Toward a statewide code
Henry Green, executive director of the Bureau of Fire Codes and Safety in Michigan and president of the International Codes Council (ICC), who also has served as president of the National Institute of Building Sciences, said that he believes that the ICC and the visions being defined at the conference are well aligned. Green explained that the ICC supports the adoption of a statewide building code that allows public input. A statewide code will protect the public and reduce the resources that individual jurisdictions have to put into their own codes. “There’s nothing wrong at looking at national standards in developing your own statewide code,” he said.
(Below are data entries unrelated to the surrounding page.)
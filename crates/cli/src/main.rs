mod config;
mod error;

use std::path::PathBuf;

use clap::{Parser, Subcommand};
use protocol::{Direction, SchemaRegistry, Transport};
use runtime::CoreRuntime;
use tracing::{info, warn};
use tracing_subscriber::EnvFilter;
use tracing_subscriber::layer::SubscriberExt;
use tracing_subscriber::util::SubscriberInitExt;

use config::Config;
use error::{Error, Result};

const CONFIG_FILE: &str = "conduit.toml";

#[derive(Parser)]
#[command(name = "conduit")]
#[command(about = "Message router and tool engine between an IDE and its webview", long_about = None)]
#[command(version)]
struct Cli {
    /// Path to the configuration file
    #[arg(short, long, global = true, default_value = CONFIG_FILE)]
    config: PathBuf,

    /// Log at debug level
    #[arg(long, global = true)]
    debug: bool,

    #[command(subcommand)]
    command: Option<Commands>,
}

#[derive(Subcommand)]
enum Commands {
    /// Run the core: webview on stdio, IDE backend spawned from config
    Serve,
    /// Print the tool catalog
    Tools {
        /// Print definitions as JSON
        #[arg(long)]
        json: bool,
    },
    /// Print the message catalog
    Schema {
        /// Only this direction (e.g. core-to-webview)
        #[arg(short, long)]
        direction: Option<Direction>,
    },
}

#[tokio::main]
async fn main() {
    if let Err(e) = run().await {
        eprintln!("Error: {e}");
        std::process::exit(1);
    }
}

async fn run() -> Result<()> {
    let cli = Cli::parse();
    let config = Config::load_or_default(&cli.config)?;
    init_tracing(&config, cli.debug);

    match cli.command {
        Some(Commands::Serve) | None => cmd_serve(&config).await,
        Some(Commands::Tools { json }) => cmd_tools(json),
        Some(Commands::Schema { direction }) => cmd_schema(direction),
    }
}

/// Logs go to stderr: stdout carries the webview channel.
fn init_tracing(config: &Config, debug: bool) {
    let level = if debug { "debug" } else { config.log.level.as_str() };
    tracing_subscriber::registry()
        .with(EnvFilter::try_from_default_env().unwrap_or_else(|_| EnvFilter::new(level)))
        .with(
            tracing_subscriber::fmt::layer()
                .with_target(false)
                .with_writer(std::io::stderr),
        )
        .init();
}

async fn cmd_serve(config: &Config) -> Result<()> {
    let process = config.ide_process().ok_or(Error::MissingIde)?;
    let max_frame = config.router.max_frame_bytes;

    let ide = Transport::spawn(&process)?.with_max_frame(max_frame);
    let webview = Transport::stdio().with_max_frame(max_frame);
    let core = CoreRuntime::start(ide, webview, config.runtime_config())?;
    info!(ide = %process.command, "serving");

    tokio::select! {
        _ = core.closed() => {}
        signal = tokio::signal::ctrl_c() => {
            if let Err(e) = signal {
                warn!(error = %e, "signal handler failed");
            }
            info!("interrupted, shutting down");
            core.shutdown();
            core.closed().await;
        }
    }
    Ok(())
}

fn cmd_tools(json: bool) -> Result<()> {
    let definitions = tools::catalog::definitions();

    if json {
        println!("{}", serde_json::to_string_pretty(&definitions)?);
        return Ok(());
    }

    println!("{:<26}  {:<8}  DESCRIPTION", "TOOL", "ACCESS");
    println!("{}", "-".repeat(80));
    for definition in definitions {
        let access = if definition.readonly_hint == Some(true) {
            "read"
        } else {
            "write"
        };
        println!(
            "{:<26}  {:<8}  {}",
            definition.name, access, definition.description
        );
    }
    Ok(())
}

fn cmd_schema(only: Option<Direction>) -> Result<()> {
    let registry = SchemaRegistry::standard()?;
    println!("protocol v{}", registry.version());

    let directions = match only {
        Some(direction) => vec![direction],
        None => Direction::ALL.to_vec(),
    };
    for direction in directions {
        println!("\n{direction}");
        for spec in registry.schema(direction).iter() {
            let result = spec.result_type().unwrap_or("-");
            println!(
                "  {:<13} {:<28} {} -> {}",
                spec.kind().as_str(),
                spec.name(),
                short_type(spec.params_type()),
                short_type(result)
            );
        }
    }
    Ok(())
}

/// `alloc::vec::Vec<protocol::messages::ToolDefinition>` -> `Vec<ToolDefinition>`.
fn short_type(name: &str) -> String {
    let mut short = String::with_capacity(name.len());
    let mut segment = String::new();
    for c in name.chars() {
        match c {
            ':' => segment.clear(),
            '<' | '>' | ',' | ' ' | '(' | ')' | '[' | ']' | ';' | '&' => {
                short.push_str(&segment);
                segment.clear();
                short.push(c);
            }
            _ => segment.push(c),
        }
    }
    short.push_str(&segment);
    short
}
//! Drives a core runtime with scripted IDE and webview peers.

use std::future::Future;
use std::sync::Arc;
use std::sync::atomic::{AtomicUsize, Ordering};
use std::time::Duration;

use protocol::{
    AvailableProfiles, CallTool, CallToolParams, CancelToolCall, ConfigError, ContextItem,
    DidChangeAvailableProfiles, DidChangeSelectedOrg, DidChangeSelectedProfile, ExecuteTool,
    ExecuteToolParams, FailureKind, ListTools, PROTOCOL_VERSION, Party, PartialOutput, Ping,
    ProfileDescription, RemoteError, Router, RouterConfig, SchemaRegistry, SelectedOrg,
    SelectedProfile, ToolCallPartialOutput, ToolCallRef, ToolOutcome, Transport,
};
use runtime::{CoreRuntime, RuntimeConfig};
use serde_json::{Value, json};
use tokio::sync::mpsc::{UnboundedReceiver, unbounded_channel};

struct Harness {
    core: CoreRuntime,
    ide: Router,
    webview: Router,
    partials: UnboundedReceiver<PartialOutput>,
    profiles: UnboundedReceiver<AvailableProfiles>,
    config_errors: UnboundedReceiver<String>,
    ide_cancels: UnboundedReceiver<String>,
}

fn start(config: RuntimeConfig) -> Harness {
    let schemas = Arc::new(SchemaRegistry::standard().unwrap());
    let (core_ide, ide_end) = Transport::pair();
    let (core_webview, webview_end) = Transport::pair();

    let core = CoreRuntime::start(core_ide, core_webview, config).unwrap();
    let ide = Router::spawn(
        ide_end,
        schemas.clone(),
        Party::Ide,
        Party::Core,
        RouterConfig::default(),
    )
    .unwrap();
    let webview = Router::spawn(
        webview_end,
        schemas,
        Party::Webview,
        Party::Core,
        RouterConfig::default(),
    )
    .unwrap();

    let (tx, partials) = unbounded_channel();
    webview
        .on_notify::<ToolCallPartialOutput, _, _>(move |partial| {
            tx.send(partial).ok();
            async {}
        })
        .unwrap();

    let (tx, profiles) = unbounded_channel();
    webview
        .on_notify::<DidChangeAvailableProfiles, _, _>(move |update| {
            tx.send(update).ok();
            async {}
        })
        .unwrap();

    let (tx, config_errors) = unbounded_channel();
    webview
        .on_notify::<ConfigError, _, _>(move |notice| {
            tx.send(notice.message).ok();
            async {}
        })
        .unwrap();

    let (tx, ide_cancels) = unbounded_channel();
    ide.on_notify::<CancelToolCall, _, _>(move |target: ToolCallRef| {
        tx.send(target.tool_call_id).ok();
        async {}
    })
    .unwrap();

    Harness {
        core,
        ide,
        webview,
        partials,
        profiles,
        config_errors,
        ide_cancels,
    }
}

async fn within<T>(future: impl Future<Output = T>) -> T {
    tokio::time::timeout(Duration::from_secs(5), future)
        .await
        .expect("timed out")
}

fn call(id: &str, tool: &str, arguments: Value) -> CallToolParams {
    CallToolParams {
        tool_call_id: Some(id.to_string()),
        tool_name: tool.to_string(),
        arguments,
    }
}

/// IDE that never finishes, reporting each started call id.
fn stalling_ide(h: &Harness) -> UnboundedReceiver<String> {
    let (tx, started) = unbounded_channel();
    h.ide
        .on_request::<ExecuteTool, _, _>(move |params: ExecuteToolParams| {
            let tx = tx.clone();
            async move {
                tx.send(params.tool_call_id).ok();
                std::future::pending::<()>().await;
                Ok::<Value, RemoteError>(Value::Null)
            }
        })
        .unwrap();
    started
}

#[tokio::test]
async fn ping_from_both_surfaces() {
    let h = start(RuntimeConfig::default());

    let pong = within(h.webview.request::<Ping>("hello".into())).await.unwrap();
    assert_eq!(pong.message, "hello");
    assert_eq!(pong.protocol_version, PROTOCOL_VERSION);

    let pong = within(h.ide.request::<Ping>("ide".into())).await.unwrap();
    assert_eq!(pong.message, "ide");
}

#[tokio::test]
async fn lists_builtin_catalog_in_order() {
    let h = start(RuntimeConfig::default());

    let tools = within(h.webview.request::<ListTools>(())).await.unwrap();
    let names: Vec<_> = tools.iter().map(|t| t.name.as_str()).collect();
    assert_eq!(names.len(), 10);
    assert_eq!(names.first(), Some(&"read-file"));
    assert_eq!(names.last(), Some(&"read-currently-open-file"));
}

#[tokio::test]
async fn read_file_streams_through_to_webview() {
    let mut h = start(RuntimeConfig::default());

    let ide = h.ide.clone();
    h.ide
        .on_request::<ExecuteTool, _, _>(move |params: ExecuteToolParams| {
            let ide = ide.clone();
            async move {
                assert_eq!(params.tool_name, "read-file");
                assert_eq!(params.arguments, json!({"path": "a.txt"}));
                ide.notify::<ToolCallPartialOutput>(PartialOutput {
                    tool_call_id: params.tool_call_id,
                    context_items: vec![ContextItem::text("line1")],
                })
                .map_err(|e| RemoteError::internal(e.to_string()))?;
                Ok::<_, RemoteError>(json!({"content": "line1\n"}))
            }
        })
        .unwrap();

    let result = within(
        h.webview
            .request::<CallTool>(call("call-1", "read-file", json!({"path": "a.txt"}))),
    )
    .await
    .unwrap();

    assert_eq!(result.tool_call_id, "call-1");
    assert_eq!(
        result.outcome,
        ToolOutcome::Succeeded {
            output: json!({"content": "line1\n"})
        }
    );
    assert_eq!(result.context_items, vec![ContextItem::text("line1")]);

    let partial = h.partials.try_recv().unwrap();
    assert_eq!(partial.tool_call_id, "call-1");
    assert_eq!(partial.context_items, vec![ContextItem::text("line1")]);
    assert!(h.core.engine().active().is_empty());
}

#[tokio::test]
async fn malformed_call_never_reaches_ide() {
    let h = start(RuntimeConfig::default());

    let executed = Arc::new(AtomicUsize::new(0));
    let counter = executed.clone();
    h.ide
        .on_request::<ExecuteTool, _, _>(move |_| {
            counter.fetch_add(1, Ordering::SeqCst);
            async { Ok::<Value, RemoteError>(Value::Null) }
        })
        .unwrap();

    let err = within(
        h.webview
            .request::<CallTool>(call("call-1", "edit-file", json!({"path": "a.rs"}))),
    )
    .await
    .unwrap_err();
    let protocol::Error::Remote(remote) = err else {
        panic!("expected remote error, got {err}");
    };
    assert_eq!(remote.code, RemoteError::INVALID_ARGUMENTS);

    let err = within(h.webview.request::<CallTool>(call("call-2", "rm-rf", json!({}))))
        .await
        .unwrap_err();
    assert!(matches!(err, protocol::Error::Remote(e) if e.code == RemoteError::UNKNOWN_TOOL));

    assert_eq!(executed.load(Ordering::SeqCst), 0);
}

#[tokio::test]
async fn ide_error_becomes_failed_outcome() {
    let h = start(RuntimeConfig::default());
    h.ide
        .on_request::<ExecuteTool, _, _>(|_| async {
            Err::<Value, _>(RemoteError::new(1, "file not found: a.txt"))
        })
        .unwrap();

    let result = within(
        h.webview
            .request::<CallTool>(call("call-1", "read-file", json!({"path": "a.txt"}))),
    )
    .await
    .unwrap();

    let ToolOutcome::Failed { error } = result.outcome else {
        panic!("expected failure");
    };
    assert_eq!(error.kind, FailureKind::Handler);
    assert_eq!(error.message, "file not found: a.txt");
}

#[tokio::test]
async fn webview_cancel_is_forwarded_to_ide() {
    let mut h = start(RuntimeConfig::default());
    let mut started = stalling_ide(&h);

    let webview = h.webview.clone();
    let running = tokio::spawn(async move {
        webview
            .request::<CallTool>(call("call-1", "run-terminal-command", json!({"command": "sleep 60"})))
            .await
    });

    assert_eq!(within(started.recv()).await.as_deref(), Some("call-1"));
    h.webview
        .notify::<CancelToolCall>(ToolCallRef {
            tool_call_id: "call-1".into(),
        })
        .unwrap();

    let result = within(running).await.unwrap().unwrap();
    assert_eq!(result.outcome, ToolOutcome::Cancelled);
    assert_eq!(within(h.ide_cancels.recv()).await.as_deref(), Some("call-1"));
}

#[tokio::test]
async fn webview_teardown_cancels_live_calls() {
    let mut h = start(RuntimeConfig::default());
    let mut started = stalling_ide(&h);

    let webview = h.webview.clone();
    tokio::spawn(async move {
        let _ = webview
            .request::<CallTool>(call("call-1", "exact-search", json!({"query": "todo"})))
            .await;
    });
    assert_eq!(within(started.recv()).await.as_deref(), Some("call-1"));

    h.webview.shutdown();

    assert_eq!(within(h.ide_cancels.recv()).await.as_deref(), Some("call-1"));
    within(h.core.closed()).await;
    assert!(h.core.engine().active().is_empty());
}

#[tokio::test]
async fn ide_teardown_cancels_live_calls() {
    for _ in 0..20 {
        let h = start(RuntimeConfig::default());
        let mut started = stalling_ide(&h);

        let webview = h.webview.clone();
        let running = tokio::spawn(async move {
            webview
                .request::<CallTool>(call("call-1", "view-diff", json!({})))
                .await
        });
        assert_eq!(within(started.recv()).await.as_deref(), Some("call-1"));

        h.ide.shutdown();

        let result = within(running).await.unwrap().unwrap();
        assert_eq!(result.outcome, ToolOutcome::Cancelled);
        within(h.core.ide().closed()).await;
        assert!(!h.core.webview().is_closed());
        assert!(h.core.engine().active().is_empty());

        let pong = within(h.webview.request::<Ping>("still here".into()))
            .await
            .unwrap();
        assert_eq!(pong.message, "still here");
    }
}

#[tokio::test]
async fn interleaved_progress_keeps_per_call_order() {
    let mut h = start(RuntimeConfig::default());

    let ide = h.ide.clone();
    h.ide
        .on_request::<ExecuteTool, _, _>(move |params: ExecuteToolParams| {
            let ide = ide.clone();
            async move {
                for n in 0..20 {
                    ide.notify::<ToolCallPartialOutput>(PartialOutput {
                        tool_call_id: params.tool_call_id.clone(),
                        context_items: vec![ContextItem::text(format!(
                            "{}:{n}",
                            params.tool_call_id
                        ))],
                    })
                    .map_err(|e| RemoteError::internal(e.to_string()))?;
                    tokio::task::yield_now().await;
                }
                Ok::<_, RemoteError>(Value::Null)
            }
        })
        .unwrap();

    let (a, b) = within(async {
        tokio::join!(
            h.webview
                .request::<CallTool>(call("a", "exact-search", json!({"query": "x"}))),
            h.webview
                .request::<CallTool>(call("b", "exact-search", json!({"query": "y"}))),
        )
    })
    .await;
    let (a, b) = (a.unwrap(), b.unwrap());

    let mut received = Vec::new();
    while let Ok(partial) = h.partials.try_recv() {
        received.push(partial);
    }

    for result in [a, b] {
        let id = result.tool_call_id.clone();
        let expected: Vec<_> = (0..20)
            .map(|n| ContextItem::text(format!("{id}:{n}")))
            .collect();
        assert_eq!(result.context_items, expected);

        let streamed: Vec<_> = received
            .iter()
            .filter(|p| p.tool_call_id == id)
            .flat_map(|p| p.context_items.clone())
            .collect();
        assert_eq!(streamed, expected);
    }
}

#[tokio::test]
async fn profile_selection_is_broadcast() {
    let mut h = start(RuntimeConfig {
        profiles: vec![
            ProfileDescription::new("local", "Local"),
            ProfileDescription::new("work", "Work"),
        ],
        ..RuntimeConfig::default()
    });

    h.webview
        .notify::<DidChangeSelectedProfile>(SelectedProfile {
            id: Some("work".into()),
        })
        .unwrap();
    let update = within(h.profiles.recv()).await.unwrap();
    assert_eq!(update.selected_profile_id.as_deref(), Some("work"));
    assert_eq!(update.profiles.len(), 2);

    h.webview
        .notify::<DidChangeSelectedOrg>(SelectedOrg {
            id: Some("acme".into()),
            profile_id: Some(None),
        })
        .unwrap();
    let update = within(h.profiles.recv()).await.unwrap();
    assert_eq!(update.selected_profile_id, None);
    assert_eq!(h.core.profiles().selected_org().as_deref(), Some("acme"));

    h.core
        .set_profiles(vec![ProfileDescription::new("home", "Home")])
        .unwrap();
    let update = within(h.profiles.recv()).await.unwrap();
    assert_eq!(update.selected_profile_id.as_deref(), Some("home"));
}

#[tokio::test]
async fn config_errors_reach_webview() {
    let mut h = start(RuntimeConfig::default());
    h.core.report_config_error("profile \"work\" is missing a model").unwrap();
    assert_eq!(
        within(h.config_errors.recv()).await.as_deref(),
        Some("profile \"work\" is missing a model")
    );
}
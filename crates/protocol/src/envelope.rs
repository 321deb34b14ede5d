//! Message envelopes (JSON-RPC 2.0 framing).
//!
//! Every message on a channel is one of three shapes: a request carrying a
//! correlation id, the response echoing that id, or a notification with no
//! id at all. The message name travels in `method`.

use serde::{Deserialize, Serialize};
use serde_json::Value;

pub const JSONRPC_VERSION: &str = "2.0";

/// Correlation token (string or number).
///
/// Generated by the requester, unique per channel while the request is in
/// flight.
#[derive(Debug, Clone, PartialEq, Eq, Hash, Serialize, Deserialize)]
#[serde(untagged)]
pub enum CorrelationId {
    String(String),
    Number(i64),
}

impl From<i64> for CorrelationId {
    fn from(n: i64) -> Self {
        Self::Number(n)
    }
}

impl From<String> for CorrelationId {
    fn from(s: String) -> Self {
        Self::String(s)
    }
}

impl From<&str> for CorrelationId {
    fn from(s: &str) -> Self {
        Self::String(s.to_string())
    }
}

impl std::fmt::Display for CorrelationId {
    fn fmt(&self, f: &mut std::fmt::Formatter<'_>) -> std::fmt::Result {
        match self {
            CorrelationId::String(s) => f.write_str(s),
            CorrelationId::Number(n) => write!(f, "{n}"),
        }
    }
}

/// A request expecting exactly one correlated response.
#[derive(Debug, Clone, Serialize, Deserialize)]
pub struct RequestEnvelope {
    pub jsonrpc: String,
    pub id: CorrelationId,
    pub method: String,
    #[serde(default, skip_serializing_if = "Option::is_none")]
    pub params: Option<Value>,
}

impl RequestEnvelope {
    pub fn new(id: impl Into<CorrelationId>, method: impl Into<String>, params: Value) -> Self {
        Self {
            jsonrpc: JSONRPC_VERSION.to_string(),
            id: id.into(),
            method: method.into(),
            params: non_null(params),
        }
    }
}

/// A one-way message. Never answered.
#[derive(Debug, Clone, Serialize, Deserialize)]
pub struct NotificationEnvelope {
    pub jsonrpc: String,
    pub method: String,
    #[serde(default, skip_serializing_if = "Option::is_none")]
    pub params: Option<Value>,
}

impl NotificationEnvelope {
    pub fn new(method: impl Into<String>, params: Value) -> Self {
        Self {
            jsonrpc: JSONRPC_VERSION.to_string(),
            method: method.into(),
            params: non_null(params),
        }
    }
}

/// The answer to a [`RequestEnvelope`].
#[derive(Debug, Clone, Serialize, Deserialize)]
pub struct ResponseEnvelope {
    pub jsonrpc: String,
    pub id: CorrelationId,
    #[serde(default, skip_serializing_if = "Option::is_none")]
    pub result: Option<Value>,
    #[serde(default, skip_serializing_if = "Option::is_none")]
    pub error: Option<RemoteError>,
}

impl ResponseEnvelope {
    pub fn success(id: CorrelationId, result: Value) -> Self {
        Self {
            jsonrpc: JSONRPC_VERSION.to_string(),
            id,
            result: Some(result),
            error: None,
        }
    }

    pub fn failure(id: CorrelationId, error: RemoteError) -> Self {
        Self {
            jsonrpc: JSONRPC_VERSION.to_string(),
            id,
            result: None,
            error: Some(error),
        }
    }

    /// Returns the result if successful, or the remote error.
    ///
    /// A missing `result` on a void response is read as `null`.
    pub fn into_result(self) -> Result<Value, RemoteError> {
        if let Some(error) = self.error {
            Err(error)
        } else {
            Ok(self.result.unwrap_or(Value::Null))
        }
    }
}

/// Structured error payload carried across the channel.
#[derive(Debug, Clone, PartialEq, Deserialize, Serialize)]
pub struct RemoteError {
    pub code: i32,
    pub message: String,
    #[serde(default, skip_serializing_if = "Option::is_none")]
    pub data: Option<Value>,
}

impl RemoteError {
    pub const INVALID_REQUEST: i32 = -32600;
    pub const UNKNOWN_MESSAGE: i32 = -32601;
    pub const INVALID_PARAMS: i32 = -32602;
    pub const INTERNAL: i32 = -32603;
    pub const NO_HANDLER: i32 = -32000;
    pub const UNKNOWN_TOOL: i32 = -32001;
    pub const INVALID_ARGUMENTS: i32 = -32002;
    pub const DUPLICATE_CALL: i32 = -32003;

    pub fn new(code: i32, message: impl Into<String>) -> Self {
        Self {
            code,
            message: message.into(),
            data: None,
        }
    }

    pub fn with_data(mut self, data: impl Serialize) -> Self {
        self.data = serde_json::to_value(data).ok();
        self
    }

    pub fn unknown_message(name: &str) -> Self {
        Self::new(Self::UNKNOWN_MESSAGE, format!("unknown message: {name}"))
    }

    pub fn invalid_params(name: &str, reason: impl std::fmt::Display) -> Self {
        Self::new(
            Self::INVALID_PARAMS,
            format!("invalid params for {name}: {reason}"),
        )
    }

    pub fn internal(message: impl Into<String>) -> Self {
        Self::new(Self::INTERNAL, message)
    }
}

impl std::fmt::Display for RemoteError {
    fn fmt(&self, f: &mut std::fmt::Formatter<'_>) -> std::fmt::Result {
        let code = self.code;
        let message = &self.message;
        write!(f, "[{code}] {message}")
    }
}

impl std::error::Error for RemoteError {}

/// Any frame that can appear on a channel.
#[derive(Debug, Clone)]
pub enum Envelope {
    Request(RequestEnvelope),
    Notification(NotificationEnvelope),
    Response(ResponseEnvelope),
}

impl Envelope {
    /// Classify a raw JSON frame.
    ///
    /// `method` + `id` is a request, `method` alone a notification, `id`
    /// without `method` a response.
    pub fn classify(frame: Value) -> Result<Self, RemoteError> {
        let has_method = frame.get("method").is_some();
        let has_id = frame.get("id").is_some_and(|id| !id.is_null());

        let envelope = match (has_method, has_id) {
            (true, true) => serde_json::from_value(frame).map(Envelope::Request),
            (true, false) => serde_json::from_value(frame).map(Envelope::Notification),
            (false, true) => serde_json::from_value(frame).map(Envelope::Response),
            (false, false) => {
                return Err(RemoteError::new(
                    RemoteError::INVALID_REQUEST,
                    "frame has neither method nor id",
                ));
            }
        };

        envelope.map_err(|e| RemoteError::new(RemoteError::INVALID_REQUEST, e.to_string()))
    }

    pub fn method(&self) -> Option<&str> {
        match self {
            Envelope::Request(r) => Some(&r.method),
            Envelope::Notification(n) => Some(&n.method),
            Envelope::Response(_) => None,
        }
    }
}

fn non_null(value: Value) -> Option<Value> {
    if value.is_null() { None } else { Some(value) }
}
The ICC is enforced in 45 states, and the ICC residential code has been adopted by 27 states and jurisdictions that include 13 jurisdictions in Louisiana. Green urged participants to recognize that codes establish minimum standards for protection, and safe buildings must be designed and constructed. “It must be a collaborative effort of design, building, and regulatory communities,” he explained.

Green also suggested that participants explore how codes can reduce recovery costs. For instance, he said, builders in Florida built fast and cheap before 1992’s Hurricane Andrew hit. After Andrew, Florida adopted a statewide code (based on the model International Building Code), and, consequently, newer buildings withstood the 2004 barrage of hurricanes much better than did their pre-Andrew counterparts.“We need to take a look at the available lessons learned,” he said. Green also announced that the ICC is going to establish an office in Louisiana to provide assistance to local code enforcement.

The four principles with which Green concluded are:

  1. Adoption of comprehensive codes saves lives.
  2. Enforcement of comprehensive codes protects property.
  3. Comprehensive codes are minimum standards.
  4. Never settle for the minimum.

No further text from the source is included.